Functional validation

We apply the following two methods to validate whether the predicted regulons are functional related to their associated cell types: (1) SEEK analysis ( Zhu et al., 2015 ), and (2) CoCiter analysis ( Qiao et al., 2013 ). First, SEEK ( http://seek.princeton.edu/modSeek/mouse/ ) is a tool that provides the gene co-expression search function for over ~2000 mouse datasets from the Gene Expression Omnibus (GEO). We used the mouse version of SEEK to evaluate whether the genes in a regulon are co-expressed, and if so whether the datasets supporting the co-expression are associated with an interested cell type. If genes are significantly co-expressed in many datasets related to a certain cell type, it could be inferred that the function of this regulon is highly related to this cell type. Taking the erythroblast for example, we input gene list of regulon Lmo2 to SEEK web server and search for erythroblast related keywords (such as ‘erythroblast’, ‘hematopoietic’, etc.) from the complete dataset-list ranked by query-coexpression score. Then we choose a p < 0.01 cutoff to select significant datasets and finally use Fisher’s exact test to evaluate whether the selected datasets are significantly enriched in the top ranks. Second, the CoCiter ( Qiao et al., 2013 ) is a text mining approach against the up-to-date Medical Literature Analysis and Retrieval System Online (MEDLINE) literature database to evaluate the co-citation impact (CI, log-transformed paper count) between a gene list and a term. To assess significance of co-citation, a Monte Carlo approach is used to evaluate random expectations by randomly selecting 1000 gene sets with the same size as input gene list and then a permutation p value is calculated as the number of times that CI _random > CI _true divided by 1000. Here we used the function “gene-term” in CoCiter (use default parameters but set organism as mouse, http://www.picb.ac.cn/hanlab/cociter ) to check whether the genes in a regulon are significantly co-cited with a certain cell type in literatures.

Regulon module analysis

Regulon modules were identified based on the Connection Specificity Index (CSI) ( Fuxman Bass et al., 2013 ), which is a context-dependent measure for identifying specific associating partners. The evaluation of CSI involves two steps. First, the Pearson correlation coefficient (PCC) of activity scores is evaluated for each pair of regulons. Next, for a fixed pair of regulons, A and B, the corresponding CSI is defined as the fraction of regulons whose PCC with A and B is lower than the PCC between A and B.

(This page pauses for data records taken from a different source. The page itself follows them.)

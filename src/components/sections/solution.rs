//! Solution overview: scale-in content block with the feature grid and the
//! before/after comparison.

use dioxus::prelude::*;

use crate::components::{Accent, Feature, FeatureCard, ScreenshotPlaceholder};
use crate::context::use_revealed;
use crate::motion_plan::{self, SOLUTION_CONTENT, SOLUTION_SECTION};

const SOLUTION_FEATURES: &[Feature] = &[
    Feature {
        glyph: "\u{1F6E1}",
        title: "Role-based Access",
        desc: "Students, Recruiters, Admin",
        accent: Accent::Purple,
    },
    Feature {
        glyph: "\u{1F4C8}",
        title: "Real-time Job Postings",
        desc: "Live applications & updates",
        accent: Accent::Purple,
    },
    Feature {
        glyph: "\u{1F4C4}",
        title: "Resume Management",
        desc: "Upload & builder system",
        accent: Accent::Purple,
    },
    Feature {
        glyph: "\u{1F4CA}",
        title: "Application Tracking",
        desc: "Complete workflow system",
        accent: Accent::Purple,
    },
    Feature {
        glyph: "\u{1F4AC}",
        title: "Messaging System",
        desc: "In-app notifications",
        accent: Accent::Purple,
    },
    Feature {
        glyph: "\u{2705}",
        title: "User-Friendly",
        desc: "Intuitive interface design",
        accent: Accent::Purple,
    },
];

const BEFORE: &[&str] = &[
    "Manual job search across multiple platforms",
    "Time-consuming application processes",
    "No application tracking visibility",
    "Limited recruiter-candidate communication",
];

const AFTER: &[&str] = &[
    "Centralized job portal with advanced filters",
    "One-click apply with saved resume",
    "Real-time application status tracking",
    "Integrated messaging and notification system",
];

#[component]
pub fn SolutionSection() -> Element {
    let revealed = use_revealed();
    let fired = revealed().contains(SOLUTION_CONTENT);

    rsx! {
        section {
            class: "deck-section",
            "data-reveal-container": "{SOLUTION_SECTION}",
            div { class: "section-inner",
                div { style: "{motion_plan::styled(fired, SOLUTION_CONTENT, 0)}",
                    h2 { class: "section-title text-gradient-purple-cyan", "Solution Overview" }
                    p { class: "section-subtitle",
                        "ZidioConnect: a comprehensive web-based job portal platform. "
                        "Streamlined, efficient, and user-friendly hiring process."
                    }

                    ScreenshotPlaceholder {
                        label: "Platform Homepage / Dashboard",
                        centered: true,
                    }

                    div { class: "feature-grid",
                        for feature in SOLUTION_FEATURES {
                            FeatureCard { feature: *feature }
                        }
                    }

                    div { class: "compare-grid",
                        div { class: "compare-panel accent-red",
                            h3 { class: "compare-title", "Before" }
                            ul { class: "compare-list",
                                for item in BEFORE {
                                    li {
                                        span { class: "compare-mark", "\u{2717}" }
                                        span { "{item}" }
                                    }
                                }
                            }
                        }
                        div { class: "compare-panel accent-green",
                            h3 { class: "compare-title", "After" }
                            ul { class: "compare-list",
                                for item in AFTER {
                                    li {
                                        span { class: "compare-mark", "\u{2713}" }
                                        span { "{item}" }
                                    }
                                }
                            }
                        }
                    }
                }
            }
        }
    }
}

Hierarchical clustering with Euclidean distance was performed based on CSI matrix to identify different regulon modules. We also used CSI > 0.7 as a cutoff to build the regulon association network to investigate the relationship of different regulons. The result was visualized by Cytoscape ( Shannon et al., 2003 ). We used the same strategy to identify submodules within M7. For each regulon module, its activity score associated with a cell type is defined as the average of the activity scores of its regulon members in all cells within this cell type. Then the top ranked cell types are identified for each module.

Quantifying cell type relationship

Using the gene regulatory network analysis as a guide, we quantified the relationship between different cell-types based on the similarity of the overall regulon activities, which is quantified by the Spearman correlation coefficient. The results were represented as a network, where a pair of cell types were connected if the Spearman correlation coefficient is greater than 0.8. Again, the result was visualized by using Cytoscape. Groups of related cell-types were identified by using the Markov Clustering Algorithm (MCL) ( van Dongen and Abreu-Goodger, 2012 ), as implemented in the ClusterMaker application in Cytoscape. We used the default setting except setting the inflation parameter as 2.

QUANTIFICATION AND STATISTICAL ANALYSIS

Details of the statistical tests used in this study are described briefly in the main text and more in-depth in the subsections above. They are also summarized below:

• (1)
  To evaluate the consistency of identified regulons in three Avg20 replicates in each of bladder, kidney and bone marrow tissue, we counted the number of overlapped regulon TFs between different replicates and applied the one-sided Fisher’s exact test to evaluate statistical significance.
• (2)
  t test was used evaluate whether the performance of Avg20 approach is better (p < 0.05) than that of using all single cells in each of bladder, kidney and bone marrow tissue based on silhouette value.
• (3)
  When applying SEEK to test whether the genes in regulons are co-expressed in certain cell type, we chose correlation significant datasets (p < 0.01) and then used one-sided Fisher’s exact test to evaluate whether datasets related to interested cell type are significantly enriched (p < 0.01) in the top ranks.
• (4)
  In CoCiter analysis, a permutation p value was introduced. It randomly selected 1000 gene sets with the same size of tested regulon and the p value was calculated as the number of times that co-citation impact of “random” larger than “true” divided by 1000.